[Collected data entries]
_ _ _ _ _ _ _
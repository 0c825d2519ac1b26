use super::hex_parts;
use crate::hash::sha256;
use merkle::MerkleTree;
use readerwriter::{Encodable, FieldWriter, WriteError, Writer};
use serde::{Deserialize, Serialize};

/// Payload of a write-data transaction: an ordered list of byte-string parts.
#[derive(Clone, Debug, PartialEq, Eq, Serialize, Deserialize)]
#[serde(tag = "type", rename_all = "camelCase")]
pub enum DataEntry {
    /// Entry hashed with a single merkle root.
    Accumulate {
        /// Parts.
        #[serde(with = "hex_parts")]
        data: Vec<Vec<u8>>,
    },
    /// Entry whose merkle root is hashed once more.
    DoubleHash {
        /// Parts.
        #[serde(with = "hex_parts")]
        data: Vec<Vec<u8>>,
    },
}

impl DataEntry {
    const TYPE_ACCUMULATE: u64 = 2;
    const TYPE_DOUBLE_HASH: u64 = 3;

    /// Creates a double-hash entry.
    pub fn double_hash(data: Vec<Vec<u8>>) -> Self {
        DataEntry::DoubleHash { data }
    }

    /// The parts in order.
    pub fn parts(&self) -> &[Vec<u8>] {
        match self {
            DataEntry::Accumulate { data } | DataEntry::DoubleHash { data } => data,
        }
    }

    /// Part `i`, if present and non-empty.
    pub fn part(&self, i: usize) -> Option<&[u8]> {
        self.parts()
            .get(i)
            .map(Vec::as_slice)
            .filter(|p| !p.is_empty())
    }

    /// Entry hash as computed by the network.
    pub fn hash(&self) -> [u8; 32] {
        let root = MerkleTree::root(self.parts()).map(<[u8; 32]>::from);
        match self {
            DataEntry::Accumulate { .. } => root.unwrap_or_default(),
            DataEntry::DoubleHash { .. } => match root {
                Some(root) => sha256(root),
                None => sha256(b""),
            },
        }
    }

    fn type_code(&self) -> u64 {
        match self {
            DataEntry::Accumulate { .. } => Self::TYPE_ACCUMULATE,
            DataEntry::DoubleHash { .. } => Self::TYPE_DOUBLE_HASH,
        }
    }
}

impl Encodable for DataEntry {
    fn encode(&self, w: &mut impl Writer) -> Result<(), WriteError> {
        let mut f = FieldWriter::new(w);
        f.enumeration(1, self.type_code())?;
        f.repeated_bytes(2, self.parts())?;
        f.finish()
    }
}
_ _ _ _ _ _ _
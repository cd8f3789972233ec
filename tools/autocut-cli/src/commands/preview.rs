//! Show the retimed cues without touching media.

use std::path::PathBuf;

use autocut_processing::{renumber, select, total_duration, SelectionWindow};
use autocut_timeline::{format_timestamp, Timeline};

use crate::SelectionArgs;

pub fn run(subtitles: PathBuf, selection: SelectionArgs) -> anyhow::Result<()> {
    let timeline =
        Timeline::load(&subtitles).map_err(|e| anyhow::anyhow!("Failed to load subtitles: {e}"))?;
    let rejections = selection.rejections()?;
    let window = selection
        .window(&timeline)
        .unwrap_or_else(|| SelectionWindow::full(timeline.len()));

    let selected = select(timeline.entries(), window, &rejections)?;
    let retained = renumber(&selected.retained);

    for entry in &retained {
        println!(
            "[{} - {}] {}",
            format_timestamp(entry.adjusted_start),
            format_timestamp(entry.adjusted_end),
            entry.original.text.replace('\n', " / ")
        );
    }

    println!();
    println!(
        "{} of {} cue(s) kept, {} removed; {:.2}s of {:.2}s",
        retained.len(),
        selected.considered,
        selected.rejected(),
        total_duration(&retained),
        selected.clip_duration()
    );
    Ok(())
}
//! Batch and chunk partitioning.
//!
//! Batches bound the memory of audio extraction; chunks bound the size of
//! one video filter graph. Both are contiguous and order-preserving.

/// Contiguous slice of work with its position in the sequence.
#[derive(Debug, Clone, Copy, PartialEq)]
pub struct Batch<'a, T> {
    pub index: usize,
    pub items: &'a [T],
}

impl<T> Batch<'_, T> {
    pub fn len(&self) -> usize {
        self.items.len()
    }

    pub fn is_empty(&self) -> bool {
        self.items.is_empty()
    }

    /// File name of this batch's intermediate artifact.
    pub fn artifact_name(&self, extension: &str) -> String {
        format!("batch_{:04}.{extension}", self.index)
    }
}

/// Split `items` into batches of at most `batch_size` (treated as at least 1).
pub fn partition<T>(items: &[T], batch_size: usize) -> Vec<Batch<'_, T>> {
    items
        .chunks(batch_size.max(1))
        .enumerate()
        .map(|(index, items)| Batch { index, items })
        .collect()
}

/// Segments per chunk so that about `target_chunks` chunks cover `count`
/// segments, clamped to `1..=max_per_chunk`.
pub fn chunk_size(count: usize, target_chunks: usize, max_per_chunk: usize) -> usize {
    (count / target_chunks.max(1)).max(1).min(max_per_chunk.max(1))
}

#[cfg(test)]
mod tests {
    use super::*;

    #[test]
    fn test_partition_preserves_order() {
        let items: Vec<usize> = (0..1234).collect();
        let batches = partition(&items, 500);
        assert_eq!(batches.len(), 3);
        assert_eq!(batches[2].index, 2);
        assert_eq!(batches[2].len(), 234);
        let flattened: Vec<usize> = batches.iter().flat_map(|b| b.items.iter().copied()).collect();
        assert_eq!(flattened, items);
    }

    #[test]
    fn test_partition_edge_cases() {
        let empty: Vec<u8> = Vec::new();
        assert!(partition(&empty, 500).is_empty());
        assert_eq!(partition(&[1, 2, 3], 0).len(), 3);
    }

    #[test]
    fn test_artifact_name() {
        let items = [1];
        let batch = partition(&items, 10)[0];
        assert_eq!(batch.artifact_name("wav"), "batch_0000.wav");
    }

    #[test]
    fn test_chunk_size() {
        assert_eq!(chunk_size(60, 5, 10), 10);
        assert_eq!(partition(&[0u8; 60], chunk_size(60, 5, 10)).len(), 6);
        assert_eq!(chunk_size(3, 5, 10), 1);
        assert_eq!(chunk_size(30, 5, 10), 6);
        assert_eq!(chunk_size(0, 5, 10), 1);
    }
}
_ _ _ _ _ _ _
_WHAT YOU SHOULD DO_. Please tally the lines above that include the word "impl" and answer with the number by itself.

_EXPECTED ANSWER_. 4